Havana, Cuba (CNN) -- Hundreds of pro-government demonstrators in Havana, Cuba, chanted "this street belongs to Fidel" as they surrounded a slow-moving march of human rights protesters Thursday.
The Ladies in White, as the human rights protesters call themselves, meandered down streets in the old section of the Cuban capital, drawing onlookers and pro-government demonstrators who drowned out the ladies' cries of "freedom."
Thursday marked the seventh anniversary of a major political crackdown in Cuba in which the government arrested 75 dissidents. The women have staged marches throughout the week, demanding greater political freedom and the release of dissidents who remain imprisoned.
On Wednesday, a similar march drew hundreds of pro-government demonstrators. Plainclothes security agents and police officers closely monitored the scene as demonstrators swarmed the small group of marching women.
Thirty of the women were forcibly detained, dragged onto waiting buses by female security officers. They were immediately driven home.
This week's marches also come on the heels of two dissident hunger strikes that drew international attention.
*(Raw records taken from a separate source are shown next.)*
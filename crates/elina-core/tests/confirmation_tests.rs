mod common;

use common::{create_test_console, ScriptedBackend, TODAY};
use elina_core::{
    confirmation::{ConfirmationWorkflow, LockBanner},
    console::{PERMISSION_CONFIRM, PERMISSION_UNDO_CONFIRMATION},
    models::RuleRef,
    staged::{CommitOutcome, StagePhase},
    ConsoleError, GlobalViolationListener,
};
use jiff::civil::date;
use rust_decimal::Decimal;
use serde_json::{json, Value};

fn summary(lock_date: Option<&str>, preview: Option<(&str, i64)>) -> Value {
    let mut body = json!({
        "wbsId": 1,
        "wbsName": "Foundations",
        "plannedQty": 100,
        "actualQty": 60,
        "confirmedQtyToDate": 40,
        "variance": -40,
        "lockDate": lock_date,
    });
    if let Some((date, qty)) = preview {
        body["previewDate"] = json!(date);
        body["previewActualQty"] = json!(qty);
    }
    body
}

fn confirmation(id: u64, date: &str, created_on: &str) -> Value {
    json!({
        "confirmationId": id,
        "entityId": 1,
        "confirmationDate": date,
        "confirmedQty": 40,
        "createdOn": created_on,
    })
}

#[tokio::test]
async fn test_preview_is_repeatable_and_creates_nothing() {
    let backend = ScriptedBackend::new();
    let (_temp_dir, console) = create_test_console(backend.clone(), &[PERMISSION_CONFIRM]).await;
    let mut workflow = ConfirmationWorkflow::new(1, TODAY);

    for _ in 0..2 {
        backend.ok(summary(None, Some(("2025-11-04", 55))));
        let preview = workflow
            .select_date(&console, date(2025, 11, 4), None)
            .await
            .expect("preview");
        assert_eq!(preview.preview_actual_qty, Some(Decimal::from(55)));
    }

    assert_eq!(workflow.phase(), StagePhase::Previewed);
    for request in backend.requests() {
        assert_eq!(request.path, "/api/confirmations/wbs/1/summary");
        assert_eq!(
            request.query,
            vec![("previewDate".to_string(), "2025-11-04".to_string())]
        );
    }
    assert_eq!(backend.requests().len(), 2);
}

#[tokio::test]
async fn test_freeze_requires_arming() {
    let backend = ScriptedBackend::new();
    let (_temp_dir, console) = create_test_console(backend.clone(), &[PERMISSION_CONFIRM]).await;
    let mut workflow = ConfirmationWorkflow::new(1, TODAY);

    backend.ok(summary(None, Some(("2025-11-04", 55))));
    workflow
        .select_date(&console, date(2025, 11, 4), Some("week 44".to_string()))
        .await
        .expect("preview");

    // not armed yet
    assert!(workflow.commit(&console).await.is_err());

    let prompt = workflow.arm().expect("arm");
    assert_eq!(prompt.confirmation_date, date(2025, 11, 4));
    assert_eq!(prompt.quantity, Decimal::from(55));

    backend.ok(confirmation(9, "2025-11-04", "2025-11-05T09:00:00"));
    backend.ok(summary(Some("2025-11-04"), None));
    backend.ok(json!([confirmation(9, "2025-11-04", "2025-11-05T09:00:00")]));

    let outcome = workflow.commit(&console).await.expect("commit");
    assert!(matches!(outcome, CommitOutcome::Committed(ref c) if c.confirmation_id == 9));
    assert_eq!(workflow.phase(), StagePhase::Idle);
    assert_eq!(workflow.history().len(), 1);
    assert_eq!(
        workflow.lock_banner(),
        LockBanner::Informational(date(2025, 11, 4))
    );
    assert_eq!(
        backend.calls()[1..],
        [
            "POST /api/confirmations/wbs/1",
            "GET /api/confirmations/wbs/1/summary",
            "GET /api/confirmations/wbs/1"
        ]
    );
}

#[tokio::test]
async fn test_future_date_violation_reaches_the_listener() {
    let backend = ScriptedBackend::new();
    let (_temp_dir, console) = create_test_console(backend.clone(), &[PERMISSION_CONFIRM]).await;
    let mut listener = GlobalViolationListener::mount(console.violations());
    let mut workflow = ConfirmationWorkflow::new(1, date(2025, 11, 1));

    backend.ok(summary(None, Some(("2025-11-10", 0))));
    workflow
        .select_date(&console, date(2025, 11, 10), None)
        .await
        .expect("preview");
    workflow.arm().expect("arm");

    backend.violation(301, "Confirmation date cannot be in the future");
    let outcome = workflow.commit(&console).await.expect("violation is not a failure");
    let CommitOutcome::Violation(violation) = outcome else {
        panic!("expected a violation");
    };
    assert_eq!(violation.rule, RuleRef::Server(301));

    assert!(listener.poll());
    assert_eq!(
        listener.display().current().map(|v| v.message.as_str()),
        Some("Confirmation date cannot be in the future")
    );

    // the form stays usable: the preview is kept and can be re-armed
    assert_eq!(workflow.phase(), StagePhase::Previewed);
    assert!(workflow.arm().is_ok());
    listener.unmount();
}

#[tokio::test]
async fn test_confirm_without_permission_sends_nothing() {
    let backend = ScriptedBackend::new();
    let (_temp_dir, console) = create_test_console(backend.clone(), &[]).await;
    let mut workflow = ConfirmationWorkflow::new(1, TODAY);

    backend.ok(summary(None, Some(("2025-11-04", 10))));
    workflow
        .select_date(&console, date(2025, 11, 4), None)
        .await
        .expect("preview");
    workflow.arm().expect("arm");

    let err = workflow.commit(&console).await.expect_err("denied");
    assert!(matches!(err, ConsoleError::AuthorizationDenied { .. }));
    assert_eq!(backend.requests().len(), 1);
    assert!(!workflow.can_confirm(&console).await.expect("permission"));
}

#[tokio::test]
async fn test_undo_only_latest_with_admin_permission() {
    let backend = ScriptedBackend::new();
    let (_temp_dir, console) = create_test_console(
        backend.clone(),
        &[PERMISSION_CONFIRM, PERMISSION_UNDO_CONFIRMATION],
    )
    .await;
    let mut workflow = ConfirmationWorkflow::new(1, TODAY);

    backend.ok(summary(Some("2025-11-06"), None));
    backend.ok(json!([
        confirmation(3, "2025-10-31", "2025-11-01T08:00:00"),
        confirmation(4, "2025-11-06", "2025-11-06T08:00:00")
    ]));
    workflow.load(&console).await.expect("load");
    assert!(workflow.lock_banner().is_blocking());
    assert_eq!(workflow.latest().map(|c| c.confirmation_id), Some(4));

    let err = workflow.undo(&console, 3).await.expect_err("not latest");
    assert!(matches!(err, ConsoleError::Validation { .. }));
    assert_eq!(backend.requests().len(), 2);

    backend.no_content();
    backend.ok(summary(Some("2025-10-31"), None));
    backend.ok(json!([confirmation(3, "2025-10-31", "2025-11-01T08:00:00")]));
    workflow.undo(&console, 4).await.expect("undo");
    assert_eq!(backend.calls()[2], "DELETE /api/confirmations/4");
    assert_eq!(workflow.history().len(), 1);
    assert!(!workflow.lock_banner().is_blocking());
}

#[tokio::test]
async fn test_undo_without_admin_permission_is_denied() {
    let backend = ScriptedBackend::new();
    let (_temp_dir, console) = create_test_console(backend.clone(), &[PERMISSION_CONFIRM]).await;
    let mut workflow = ConfirmationWorkflow::new(1, TODAY);

    backend.ok(summary(None, None));
    backend.ok(json!([confirmation(4, "2025-11-03", "2025-11-03T08:00:00")]));
    workflow.load(&console).await.expect("load");

    assert!(!workflow.can_undo(&console).await.expect("permission"));
    let err = workflow.undo(&console, 4).await.expect_err("denied");
    assert!(matches!(err, ConsoleError::AuthorizationDenied { .. }));
    assert_eq!(backend.requests().len(), 2);
}
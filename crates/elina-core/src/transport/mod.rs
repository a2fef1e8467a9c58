//! HTTP transport: request values, the backend seam and the client that
//! layers session handling and error classification on top.
//!
//! ```text
//! ┌─────────────────┐    ┌─────────────────┐    ┌─────────────────┐
//! │   Console ops   │    │    ApiClient    │    │   HttpBackend   │
//! │ (plan_ops, ...) │───▶│ (bearer, 401    │───▶│ (reqwest or a   │
//! │                 │    │  refresh, classify)  │  scripted fake) │
//! └─────────────────┘    └────────┬────────┘    └─────────────────┘
//!                                 │ violations
//!                                 ▼
//!                        ┌─────────────────┐
//!                        │ViolationChannel │
//!                        └─────────────────┘
//! ```
//!
//! [`HttpBackend`] only moves bytes. Everything with invariants (retrying
//! once after a refresh, publishing violations, defaulting 403 messages)
//! lives in [`ApiClient`] so it behaves identically whatever the backend.

use std::fmt;

use async_trait::async_trait;
use serde::Serialize;
use serde_json::Value;

use crate::error::Result;

mod classify;
mod client;
mod reqwest_backend;

pub use client::ApiClient;
pub use reqwest_backend::ReqwestBackend;

/// HTTP verbs used by the backend API.
#[derive(Debug, Clone, Copy, PartialEq, Eq)]
pub enum Method {
    Get,
    Post,
    Put,
    Delete,
}

impl fmt::Display for Method {
    fn fmt(&self, f: &mut fmt::Formatter<'_>) -> fmt::Result {
        let verb = match self {
            Method::Get => "GET",
            Method::Post => "POST",
            Method::Put => "PUT",
            Method::Delete => "DELETE",
        };
        write!(f, "{verb}")
    }
}

/// A file upload plus any extra form fields.
#[derive(Debug, Clone, PartialEq)]
pub struct FilePart {
    pub field: String,
    pub file_name: String,
    pub bytes: Vec<u8>,
    pub fields: Vec<(String, String)>,
}

#[derive(Debug, Clone, PartialEq)]
pub enum RequestBody {
    Empty,
    Json(Value),
    Multipart(FilePart),
}

/// One logical backend call.
#[derive(Debug, Clone, PartialEq)]
pub struct ApiRequest {
    pub method: Method,
    pub path: String,
    pub query: Vec<(String, String)>,
    pub body: RequestBody,
    /// Bearer token attached by [`ApiClient`] just before sending
    pub bearer: Option<String>,
    /// Anonymous requests (login) never carry a token and never refresh
    pub authenticated: bool,
}

impl ApiRequest {
    pub fn new(method: Method, path: impl Into<String>) -> Self {
        Self {
            method,
            path: path.into(),
            query: Vec::new(),
            body: RequestBody::Empty,
            bearer: None,
            authenticated: true,
        }
    }

    pub fn get(path: impl Into<String>) -> Self {
        Self::new(Method::Get, path)
    }

    pub fn post(path: impl Into<String>) -> Self {
        Self::new(Method::Post, path)
    }

    pub fn put(path: impl Into<String>) -> Self {
        Self::new(Method::Put, path)
    }

    pub fn delete(path: impl Into<String>) -> Self {
        Self::new(Method::Delete, path)
    }

    /// Adds a query parameter.
    pub fn query(mut self, key: impl Into<String>, value: impl ToString) -> Self {
        self.query.push((key.into(), value.to_string()));
        self
    }

    /// Sets a JSON body.
    ///
    /// # Errors
    ///
    /// Returns `ConsoleError::Serialization` if `body` cannot be encoded.
    pub fn json<T: Serialize + ?Sized>(mut self, body: &T) -> Result<Self> {
        self.body = RequestBody::Json(serde_json::to_value(body)?);
        Ok(self)
    }

    pub fn multipart(mut self, part: FilePart) -> Self {
        self.body = RequestBody::Multipart(part);
        self
    }

    pub fn anonymous(mut self) -> Self {
        self.authenticated = false;
        self
    }
}

impl fmt::Display for ApiRequest {
    fn fmt(&self, f: &mut fmt::Formatter<'_>) -> fmt::Result {
        write!(f, "{} {}", self.method, self.path)
    }
}

/// Status and raw body of a response that was received.
#[derive(Debug, Clone, PartialEq)]
pub struct RawResponse {
    pub status: u16,
    pub body: String,
}

impl RawResponse {
    pub fn new(status: u16, body: impl Into<String>) -> Self {
        Self {
            status,
            body: body.into(),
        }
    }

    pub fn is_success(&self) -> bool {
        (200..300).contains(&self.status)
    }
}

/// Sends requests to the backend.
///
/// Implementations return `Ok` for every response that arrived, whatever
/// its status, and `Err(ConsoleError::Network)` only when none did.
#[async_trait]
pub trait HttpBackend: Send + Sync {
    async fn send(&self, request: &ApiRequest) -> Result<RawResponse>;
}
//! Confirmation (freeze) records and the WBS confirmation summary.

use std::fmt;

use jiff::civil::{Date, DateTime};
use rust_decimal::Decimal;
use serde::{Deserialize, Serialize};

use super::null_as_default;

/// An append-only audit entry freezing a WBS node up to a date.
#[derive(Debug, Clone, Serialize, Deserialize, PartialEq)]
#[serde(rename_all = "camelCase")]
pub struct Confirmation {
    pub confirmation_id: u64,
    /// WBS id the confirmation belongs to
    #[serde(alias = "wbsId", rename = "entityId")]
    pub wbs_id: u64,
    pub confirmation_date: Date,
    /// Quantity snapshot taken when the confirmation was made
    #[serde(default)]
    pub confirmed_qty: Option<Decimal>,
    #[serde(default)]
    pub remarks: Option<String>,
    #[serde(default, alias = "confirmedBy")]
    pub created_by: Option<u64>,
    #[serde(default, alias = "confirmedOn")]
    pub created_on: Option<DateTime>,
}

/// Aggregated confirmation state of a WBS node, optionally including a
/// read-only preview for a candidate date.
#[derive(Debug, Clone, Serialize, Deserialize, PartialEq)]
#[serde(rename_all = "camelCase")]
pub struct ConfirmationSummary {
    pub wbs_id: u64,
    #[serde(default)]
    pub wbs_code: Option<String>,
    #[serde(default)]
    pub wbs_name: Option<String>,
    #[serde(default)]
    pub last_confirmation_date: Option<Date>,
    /// Dates on or before this are frozen system-wide
    #[serde(default)]
    pub lock_date: Option<Date>,
    #[serde(default, deserialize_with = "null_as_default")]
    pub planned_qty: Decimal,
    #[serde(default, deserialize_with = "null_as_default")]
    pub actual_qty: Decimal,
    #[serde(default, deserialize_with = "null_as_default")]
    pub confirmed_qty_to_date: Decimal,
    #[serde(default, deserialize_with = "null_as_default")]
    pub variance: Decimal,
    #[serde(default)]
    pub preview_date: Option<Date>,
    #[serde(default)]
    pub preview_actual_qty: Option<Decimal>,
}

/// Payload for `POST /api/confirmations/wbs/{wbsId}`.
#[derive(Debug, Clone, Serialize, Deserialize, PartialEq)]
#[serde(rename_all = "camelCase")]
pub struct ConfirmationRequest {
    pub confirmation_date: Date,
    pub remarks: Option<String>,
}

impl fmt::Display for Confirmation {
    fn fmt(&self, f: &mut fmt::Formatter<'_>) -> fmt::Result {
        write!(
            f,
            "| {} | {} | {} | {} |",
            self.confirmation_id,
            self.confirmation_date,
            self.confirmed_qty
                .map_or_else(|| "-".to_string(), |q| format!("{q:.2}")),
            self.remarks.as_deref().unwrap_or("-")
        )
    }
}

impl fmt::Display for ConfirmationSummary {
    fn fmt(&self, f: &mut fmt::Formatter<'_>) -> fmt::Result {
        write!(f, "# Confirmations")?;
        if let Some(name) = &self.wbs_name {
            write!(f, " - {name}")?;
        }
        writeln!(f)?;
        writeln!(f)?;
        writeln!(f, "**Planned:** {:.2}", self.planned_qty)?;
        writeln!(f, "**Actual:** {:.2}", self.actual_qty)?;
        writeln!(f, "**Confirmed to date:** {:.2}", self.confirmed_qty_to_date)?;
        writeln!(f, "**Variance:** {:.2}", self.variance)?;
        match self.last_confirmation_date {
            Some(date) => writeln!(f, "**Last confirmation:** {date}")?,
            None => writeln!(f, "**Last confirmation:** none")?,
        }
        if let (Some(date), Some(qty)) = (self.preview_date, self.preview_actual_qty) {
            writeln!(f, "**Preview for {date}:** {qty:.2}")?;
        }
        Ok(())
    }
}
Last month, Orlando Zapata Tamayo, who was jailed in 2003 during the crackdown on political opposition, died after a hunger strike that lasted for more than 80 days. He began the strike to demand better prison conditions.
In an unprecedented government statement, Cuba President Raul Castro "lamented the death of Cuban prisoner Orlando Zapata Tamayo, who died after leading a hunger strike."
He blamed the United States for the death, but did not explain why.
"Tortured people do not exist," Castro added. "There were no tortured people. There was no execution."
Another dissident, Guillermo Farinas, took up a hunger strike last month, demanding the release of 26 ailing political prisoners.
"I am ready to die," he said, looking frail among friends and family at his home in Santa Clara, Cuba, last week.
Cuba says it has no political prisoners, calling many of the dissidents "mercenaries" being paid by the United States and other countries to undermine the government. They say the fact that a U.S. diplomat turned up at each march this week is evidence of U.S. involvement in dissident activity.
This week's marches also coincide with the release Wednesday of an Amnesty International report that calls on the Cuban government to revoke laws that restrict freedom of expression, assembly and association and to release all political prisoners.
Amnesty International also asked Castro to allow United Nations experts and representatives from other human rights organizations access to the island to monitor civil liberties.
Before the demonstration Thursday, Amnesty International urged Castro to ensure the safety of a group of female relatives of prisoners of conscience.